- [YOUR TASK]
Set down the material in full. Keep every line exactly as it is.
⟨
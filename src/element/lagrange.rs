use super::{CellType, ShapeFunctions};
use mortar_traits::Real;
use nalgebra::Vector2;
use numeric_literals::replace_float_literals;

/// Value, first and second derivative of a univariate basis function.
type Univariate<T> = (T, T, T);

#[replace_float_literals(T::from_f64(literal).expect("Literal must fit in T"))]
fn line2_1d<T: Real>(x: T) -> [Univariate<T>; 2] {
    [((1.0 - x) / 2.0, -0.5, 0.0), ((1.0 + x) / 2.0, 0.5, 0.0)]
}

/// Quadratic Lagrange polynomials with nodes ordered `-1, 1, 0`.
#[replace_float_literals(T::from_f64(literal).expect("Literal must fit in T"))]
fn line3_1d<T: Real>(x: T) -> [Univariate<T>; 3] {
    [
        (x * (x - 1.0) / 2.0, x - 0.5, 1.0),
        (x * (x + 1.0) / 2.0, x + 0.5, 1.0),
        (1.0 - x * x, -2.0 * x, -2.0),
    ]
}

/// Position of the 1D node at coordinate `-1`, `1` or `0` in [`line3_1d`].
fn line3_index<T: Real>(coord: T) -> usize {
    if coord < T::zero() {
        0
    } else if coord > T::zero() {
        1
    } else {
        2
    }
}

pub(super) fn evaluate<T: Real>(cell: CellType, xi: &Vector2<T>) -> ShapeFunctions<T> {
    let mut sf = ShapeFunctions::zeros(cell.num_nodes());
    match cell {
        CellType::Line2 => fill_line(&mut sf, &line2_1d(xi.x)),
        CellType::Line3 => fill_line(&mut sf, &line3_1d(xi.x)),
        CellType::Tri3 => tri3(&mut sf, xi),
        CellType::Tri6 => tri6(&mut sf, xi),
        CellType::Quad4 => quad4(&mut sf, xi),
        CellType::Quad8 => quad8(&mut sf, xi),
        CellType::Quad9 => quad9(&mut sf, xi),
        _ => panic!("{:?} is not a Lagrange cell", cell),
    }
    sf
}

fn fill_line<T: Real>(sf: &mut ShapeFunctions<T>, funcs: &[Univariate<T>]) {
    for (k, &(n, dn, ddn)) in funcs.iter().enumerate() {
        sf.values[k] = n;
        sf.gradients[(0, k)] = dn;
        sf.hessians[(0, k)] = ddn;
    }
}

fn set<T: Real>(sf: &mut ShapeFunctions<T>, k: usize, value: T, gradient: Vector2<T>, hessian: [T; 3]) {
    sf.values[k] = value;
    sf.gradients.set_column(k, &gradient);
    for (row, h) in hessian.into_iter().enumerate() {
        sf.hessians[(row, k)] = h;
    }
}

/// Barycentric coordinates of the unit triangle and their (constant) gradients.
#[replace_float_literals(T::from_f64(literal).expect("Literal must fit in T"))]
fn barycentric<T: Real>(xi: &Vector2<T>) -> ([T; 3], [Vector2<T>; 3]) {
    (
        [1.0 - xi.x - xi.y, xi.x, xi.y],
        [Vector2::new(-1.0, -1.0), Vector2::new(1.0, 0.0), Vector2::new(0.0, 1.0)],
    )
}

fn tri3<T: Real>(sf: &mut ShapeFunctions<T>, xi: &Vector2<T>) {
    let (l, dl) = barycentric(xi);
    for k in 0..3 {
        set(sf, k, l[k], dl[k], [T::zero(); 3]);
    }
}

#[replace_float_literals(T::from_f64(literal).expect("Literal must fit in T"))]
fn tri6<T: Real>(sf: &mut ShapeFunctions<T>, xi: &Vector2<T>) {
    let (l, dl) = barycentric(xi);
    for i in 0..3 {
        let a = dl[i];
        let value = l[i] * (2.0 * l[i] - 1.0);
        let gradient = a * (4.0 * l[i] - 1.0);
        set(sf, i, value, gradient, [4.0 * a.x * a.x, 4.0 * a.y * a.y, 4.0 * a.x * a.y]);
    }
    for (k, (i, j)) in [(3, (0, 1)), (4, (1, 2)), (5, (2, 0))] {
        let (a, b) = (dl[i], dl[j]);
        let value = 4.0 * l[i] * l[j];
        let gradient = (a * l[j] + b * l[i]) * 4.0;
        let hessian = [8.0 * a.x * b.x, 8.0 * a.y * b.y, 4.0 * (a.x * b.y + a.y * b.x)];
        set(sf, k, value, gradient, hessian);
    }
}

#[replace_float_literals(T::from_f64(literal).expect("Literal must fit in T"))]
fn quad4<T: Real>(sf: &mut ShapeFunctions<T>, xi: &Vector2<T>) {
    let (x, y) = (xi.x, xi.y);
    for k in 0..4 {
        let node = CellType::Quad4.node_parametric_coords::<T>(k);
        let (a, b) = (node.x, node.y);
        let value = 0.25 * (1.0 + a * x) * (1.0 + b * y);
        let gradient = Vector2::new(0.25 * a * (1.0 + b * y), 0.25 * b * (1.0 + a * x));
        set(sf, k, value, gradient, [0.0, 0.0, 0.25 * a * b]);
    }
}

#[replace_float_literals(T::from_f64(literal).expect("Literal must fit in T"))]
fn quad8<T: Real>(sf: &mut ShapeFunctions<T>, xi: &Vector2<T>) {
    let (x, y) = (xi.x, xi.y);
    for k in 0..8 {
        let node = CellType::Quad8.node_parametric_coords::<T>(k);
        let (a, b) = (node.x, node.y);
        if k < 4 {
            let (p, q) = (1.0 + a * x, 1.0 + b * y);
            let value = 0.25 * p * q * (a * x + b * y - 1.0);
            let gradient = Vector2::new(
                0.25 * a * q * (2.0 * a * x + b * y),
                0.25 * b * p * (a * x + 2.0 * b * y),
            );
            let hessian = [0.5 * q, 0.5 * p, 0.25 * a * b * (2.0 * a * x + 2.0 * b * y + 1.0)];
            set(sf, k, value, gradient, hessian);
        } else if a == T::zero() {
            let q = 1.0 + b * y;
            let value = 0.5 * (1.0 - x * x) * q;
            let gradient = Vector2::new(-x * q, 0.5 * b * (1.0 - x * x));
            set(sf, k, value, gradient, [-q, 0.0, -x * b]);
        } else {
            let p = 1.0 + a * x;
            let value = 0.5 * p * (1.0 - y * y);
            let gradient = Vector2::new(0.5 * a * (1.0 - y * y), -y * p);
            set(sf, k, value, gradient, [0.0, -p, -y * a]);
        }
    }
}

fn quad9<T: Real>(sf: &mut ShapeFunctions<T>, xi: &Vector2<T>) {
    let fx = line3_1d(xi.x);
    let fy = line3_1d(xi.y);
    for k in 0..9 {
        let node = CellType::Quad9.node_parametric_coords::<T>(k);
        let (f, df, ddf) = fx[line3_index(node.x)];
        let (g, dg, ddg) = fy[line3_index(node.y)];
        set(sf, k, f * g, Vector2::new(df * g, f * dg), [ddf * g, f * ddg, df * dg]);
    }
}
⟩
- [ANSWER TO THIS EXERCISE]
filename src/element/lagrange.rs
use super::{CellType, ShapeFunctions};
use mortar_traits::Real;
use nalgebra::Vector2;
use numeric_literals::replace_float_literals;

/// Value, first and second derivative of a univariate basis function.
type Univariate<T> = (T, T, T);

#[replace_float_literals(T::from_f64(literal).expect("Literal must fit in T"))]
fn line2_1d<T: Real>(x: T) -> [Univariate<T>; 2] {
    [((1.0 - x) / 2.0, -0.5, 0.0), ((1.0 + x) / 2.0, 0.5, 0.0)]
}

/// Quadratic Lagrange polynomials with nodes ordered `-1, 1, 0`.
#[replace_float_literals(T::from_f64(literal).expect("Literal must fit in T"))]
fn line3_1d<T: Real>(x: T) -> [Univariate<T>; 3] {
    [
        (x * (x - 1.0) / 2.0, x - 0.5, 1.0),
        (x * (x + 1.0) / 2.0, x + 0.5, 1.0),
        (1.0 - x * x, -2.0 * x, -2.0),
    ]
}

/// Position of the 1D node at coordinate `-1`, `1` or `0` in [`line3_1d`].
fn line3_index<T: Real>(coord: T) -> usize {
    if coord < T::zero() {
        0
    } else if coord > T::zero() {
        1
    } else {
        2
    }
}

pub(super) fn evaluate<T: Real>(cell: CellType, xi: &Vector2<T>) -> ShapeFunctions<T> {
    let mut sf = ShapeFunctions::zeros(cell.num_nodes());
    match cell {
        CellType::Line2 => fill_line(&mut sf, &line2_1d(xi.x)),
        CellType::Line3 => fill_line(&mut sf, &line3_1d(xi.x)),
        CellType::Tri3 => tri3(&mut sf, xi),
        CellType::Tri6 => tri6(&mut sf, xi),
        CellType::Quad4 => quad4(&mut sf, xi),
        CellType::Quad8 => quad8(&mut sf, xi),
        CellType::Quad9 => quad9(&mut sf, xi),
        _ => panic!("{:?} is not a Lagrange cell", cell),
    }
    sf
}

fn fill_line<T: Real>(sf: &mut ShapeFunctions<T>, funcs: &[Univariate<T>]) {
    for (k, &(n, dn, ddn)) in funcs.iter().enumerate() {
        sf.values[k] = n;
        sf.gradients[(0, k)] = dn;
        sf.hessians[(0, k)] = ddn;
    }
}

fn set<T: Real>(sf: &mut ShapeFunctions<T>, k: usize, value: T, gradient: Vector2<T>, hessian: [T; 3]) {
    sf.values[k] = value;
    sf.gradients.set_column(k, &gradient);
    for (row, h) in hessian.into_iter().enumerate() {
        sf.hessians[(row, k)] = h;
    }
}

/// Barycentric coordinates of the unit triangle and their (constant) gradients.
#[replace_float_literals(T::from_f64(literal).expect("Literal must fit in T"))]
fn barycentric<T: Real>(xi: &Vector2<T>) -> ([T; 3], [Vector2<T>; 3]) {
    (
        [1.0 - xi.x - xi.y, xi.x, xi.y],
        [Vector2::new(-1.0, -1.0), Vector2::new(1.0, 0.0), Vector2::new(0.0, 1.0)],
    )
}

fn tri3<T: Real>(sf: &mut ShapeFunctions<T>, xi: &Vector2<T>) {
    let (l, dl) = barycentric(xi);
    for k in 0..3 {
        set(sf, k, l[k], dl[k], [T::zero(); 3]);
    }
}

#[replace_float_literals(T::from_f64(literal).expect("Literal must fit in T"))]
fn tri6<T: Real>(sf: &mut ShapeFunctions<T>, xi: &Vector2<T>) {
    let (l, dl) = barycentric(xi);
    for i in 0..3 {
        let a = dl[i];
        let value = l[i] * (2.0 * l[i] - 1.0);
        let gradient = a * (4.0 * l[i] - 1.0);
        set(sf, i, value, gradient, [4.0 * a.x * a.x, 4.0 * a.y * a.y, 4.0 * a.x * a.y]);
    }
    for (k, (i, j)) in [(3, (0, 1)), (4, (1, 2)), (5, (2, 0))] {
        let (a, b) = (dl[i], dl[j]);
        let value = 4.0 * l[i] * l[j];
        let gradient = (a * l[j] + b * l[i]) * 4.0;
        let hessian = [8.0 * a.x * b.x, 8.0 * a.y * b.y, 4.0 * (a.x * b.y + a.y * b.x)];
        set(sf, k, value, gradient, hessian);
    }
}

#[replace_float_literals(T::from_f64(literal).expect("Literal must fit in T"))]
fn quad4<T: Real>(sf: &mut ShapeFunctions<T>, xi: &Vector2<T>) {
    let (x, y) = (xi.x, xi.y);
    for k in 0..4 {
        let node = CellType::Quad4.node_parametric_coords::<T>(k);
        let (a, b) = (node.x, node.y);
        let value = 0.25 * (1.0 + a * x) * (1.0 + b * y);
        let gradient = Vector2::new(0.25 * a * (1.0 + b * y), 0.25 * b * (1.0 + a * x));
        set(sf, k, value, gradient, [0.0, 0.0, 0.25 * a * b]);
    }
}

#[replace_float_literals(T::from_f64(literal).expect("Literal must fit in T"))]
fn quad8<T: Real>(sf: &mut ShapeFunctions<T>, xi: &Vector2<T>) {
    let (x, y) = (xi.x, xi.y);
    for k in 0..8 {
        let node = CellType::Quad8.node_parametric_coords::<T>(k);
        let (a, b) = (node.x, node.y);
        if k < 4 {
            let (p, q) = (1.0 + a * x, 1.0 + b * y);
            let value = 0.25 * p * q * (a * x + b * y - 1.0);
            let gradient = Vector2::new(
                0.25 * a * q * (2.0 * a * x + b * y),
                0.25 * b * p * (a * x + 2.0 * b * y),
            );
            let hessian = [0.5 * q, 0.5 * p, 0.25 * a * b * (2.0 * a * x + 2.0 * b * y + 1.0)];
            set(sf, k, value, gradient, hessian);
        } else if a == T::zero() {
            let q = 1.0 + b * y;
            let value = 0.5 * (1.0 - x * x) * q;
            let gradient = Vector2::new(-x * q, 0.5 * b * (1.0 - x * x));
            set(sf, k, value, gradient, [-q, 0.0, -x * b]);
        } else {
            let p = 1.0 + a * x;
            let value = 0.5 * p * (1.0 - y * y);
            let gradient = Vector2::new(0.5 * a * (1.0 - y * y), -y * p);
            set(sf, k, value, gradient, [0.0, -p, -y * a]);
        }
    }
}

fn quad9<T: Real>(sf: &mut ShapeFunctions<T>, xi: &Vector2<T>) {
    let fx = line3_1d(xi.x);
    let fy = line3_1d(xi.y);
    for k in 0..9 {
        let node = CellType::Quad9.node_parametric_coords::<T>(k);
        let (f, df, ddf) = fx[line3_index(node.x)];
        let (g, dg, ddg) = fy[line3_index(node.y)];
        set(sf, k, f * g, Vector2::new(df * g, f * dg), [ddf * g, f * ddg, df * dg]);
    }
}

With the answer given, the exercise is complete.